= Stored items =
━━━

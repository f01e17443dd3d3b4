//! The process-wide global context.

use crate::context::{ContextData, GLOBAL_CONTEXT_ID};
use crate::error::ContextUpdateError;
use crate::path::Path;
use core::fmt;
use parking_lot::Mutex;
use serde_json::Value;
use std::collections::BTreeMap;
use std::sync::Arc;
use tracing::warn;

/// How deeply listeners may re-enter [`GlobalContext::set`].
pub const DEFAULT_MAX_DEPTH: usize = 16;

/// Identifies a listener registered with [`GlobalContext::subscribe`].
#[derive(Debug, Clone, Copy, PartialEq, Eq, PartialOrd, Ord, Hash)]
pub struct SubscriptionId(u64);

type Listener = Arc<dyn Fn(&ContextData) + Send + Sync>;

struct GlobalState {
    data: ContextData,
    next_subscription: u64,
    listeners: BTreeMap<SubscriptionId, Listener>,
    depth: usize,
}

/// The global context service.
///
/// Cloning yields another handle to the same context. Every context manager created with a handle
/// observes the same value; writes are last-write-wins in arrival order.
#[derive(Clone)]
pub struct GlobalContext {
    state: Arc<Mutex<GlobalState>>,
    max_depth: usize,
}

impl GlobalContext {
    pub fn new() -> GlobalContext {
        GlobalContext::with_value(Value::Null)
    }

    pub fn with_value(value: Value) -> GlobalContext {
        GlobalContext {
            state: Arc::new(Mutex::new(GlobalState {
                data: ContextData::new(GLOBAL_CONTEXT_ID, value),
                next_subscription: 0,
                listeners: BTreeMap::new(),
                depth: 0,
            })),
            max_depth: DEFAULT_MAX_DEPTH,
        }
    }

    pub fn with_max_depth(mut self, max_depth: usize) -> GlobalContext {
        self.max_depth = max_depth;
        self
    }

    /// The current global context.
    pub fn get(&self) -> ContextData {
        self.state.lock().data.clone()
    }

    /// Registers a listener that is called with the new context after every change.
    ///
    /// Listeners may be called re-entrantly (a listener that sets the global context will see its
    /// own change), hence `Fn`.
    pub fn subscribe<F>(&self, listener: F) -> SubscriptionId
    where
        F: 'static + Fn(&ContextData) + Send + Sync,
    {
        let mut state = self.state.lock();
        let id = SubscriptionId(state.next_subscription);
        state.next_subscription += 1;
        state.listeners.insert(id, Arc::new(listener));
        id
    }

    /// Removes a listener. Returns false if it was not registered.
    pub fn unsubscribe(&self, id: SubscriptionId) -> bool {
        self.state.lock().listeners.remove(&id).is_some()
    }

    pub fn subscriber_count(&self) -> usize {
        self.state.lock().listeners.len()
    }

    /// Places `value` at `path` (the whole value if `None`) and notifies all listeners.
    ///
    /// Listeners run without the internal lock held, so they may call `set` again; nesting deeper
    /// than the configured depth fails with [`ContextUpdateError::CascadeLimit`].
    pub fn set(&self, path: Option<&Path>, value: Value) -> Result<(), ContextUpdateError> {
        let (data, listeners) = {
            let mut state = self.state.lock();
            if state.depth >= self.max_depth {
                warn!(depth = state.depth, "global context update nested too deeply");
                return Err(ContextUpdateError::CascadeLimit(self.max_depth));
            }
            let data = match path {
                Some(path) => state.data.with_value_at(path, value)?,
                None => ContextData::new(GLOBAL_CONTEXT_ID, value),
            };
            state.data = data.clone();
            state.depth += 1;
            let listeners: Vec<Listener> = state.listeners.values().cloned().collect();
            (data, listeners)
        };

        for listener in listeners {
            listener(&data);
        }

        self.state.lock().depth -= 1;
        Ok(())
    }

    /// Resets the value to null and notifies all listeners.
    pub fn clear(&self) -> Result<(), ContextUpdateError> {
        self.set(None, Value::Null)
    }
}

impl Default for GlobalContext {
    fn default() -> Self {
        GlobalContext::new()
    }
}

impl fmt::Debug for GlobalContext {
    fn fmt(&self, f: &mut fmt::Formatter) -> fmt::Result {
        let state = self.state.lock();
        f.debug_struct("GlobalContext")
            .field("value", &state.data.value)
            .field("listeners", &state.listeners.len())
            .finish()
    }
}
//! Virtualized lists.
//!
//! A list shows its items through a small number of cells cloned from one template. Cells that
//! scroll out of view go back to a [`RecycledPool`] and are bound to other items later; the
//! [`ItemContextResolver`] makes sure each item gets its own context back when that happens.

mod pool;
mod resolver;
mod scroll;
mod view;

pub use pool::RecycledPool;
pub use resolver::ItemContextResolver;
pub use scroll::ScrollMetrics;
pub use view::{DataChange, ItemState, ListSnapshot, ListView};
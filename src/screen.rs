use crate::action::{ActionHandler, RootContext};
use crate::component::{Action, Component};
use crate::events::ScreenEvent;
use crate::list::{DataChange, ListSnapshot, ListView, ScrollMetrics};
use crate::renderer::{ListChange, Renderer};
use crossbeam::channel::{self, Receiver, Sender, TryRecvError};
use perch_core::{
    find_outermost, Config, ContextData, ContextManager, ContextUpdateError, GlobalContext, NodeId,
    Observer, SetContext, Template, ViewTree,
};
use serde_json::Value;
use std::collections::{BTreeMap, HashMap};
use std::sync::Arc;
use tracing::{debug, warn};

/// Work produced by binding observers, applied by [`Screen::flush`].
#[derive(Debug)]
enum Effect {
    Property {
        node: NodeId,
        name: String,
        value: Option<Value>,
    },
    DataSource {
        list: NodeId,
        value: Option<Value>,
    },
}

/// What a node was built from.
#[derive(Debug, Clone)]
struct NodeSpec {
    context: Option<ContextData>,
    properties: Vec<(String, Template)>,
}

/// A rendered component tree: connects the view tree, its contexts and lists to a renderer.
pub struct Screen<R, A> {
    tree: ViewTree,
    manager: ContextManager,
    config: Config,
    specs: HashMap<NodeId, NodeSpec>,
    lists: BTreeMap<NodeId, ListView>,
    /// The list each orphaned cell was last bound in.
    cell_owners: HashMap<NodeId, NodeId>,
    renderer: R,
    actions: A,
    effect_sender: Sender<Effect>,
    effect_recv: Receiver<Effect>,
    event_sender: Sender<ScreenEvent>,
    event_recv: Receiver<ScreenEvent>,
}
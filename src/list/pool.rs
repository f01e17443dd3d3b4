use crate::component::TemplateId;
use parking_lot::Mutex;
use perch_core::NodeId;
use std::collections::HashMap;
use std::sync::Arc;

/// Idle cells, partitioned by the template they were cloned from.
///
/// Cloning yields another handle to the same pool; nested lists share their outermost list’s pool.
#[derive(Debug, Clone, Default)]
pub struct RecycledPool {
    cells: Arc<Mutex<HashMap<TemplateId, Vec<NodeId>>>>,
}

impl RecycledPool {
    pub fn new() -> RecycledPool {
        RecycledPool::default()
    }

    pub fn push(&self, template: TemplateId, cell: NodeId) {
        self.cells.lock().entry(template).or_default().push(cell);
    }

    /// Takes the most recently pushed cell of a template.
    pub fn pop(&self, template: TemplateId) -> Option<NodeId> {
        self.cells.lock().get_mut(&template)?.pop()
    }

    /// Number of idle cells of a template.
    pub fn len(&self, template: TemplateId) -> usize {
        self.cells.lock().get(&template).map_or(0, Vec::len)
    }

    pub fn same_as(&self, other: &RecycledPool) -> bool {
        Arc::ptr_eq(&self.cells, &other.cells)
    }
}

━━━

= What to do =
The lines to copy are those above that contain the string "each".

= Problem solution =
//! [`ItemContextResolver`] makes sure each item gets its own context back when that happens.
    /// The list each orphaned cell was last bound in.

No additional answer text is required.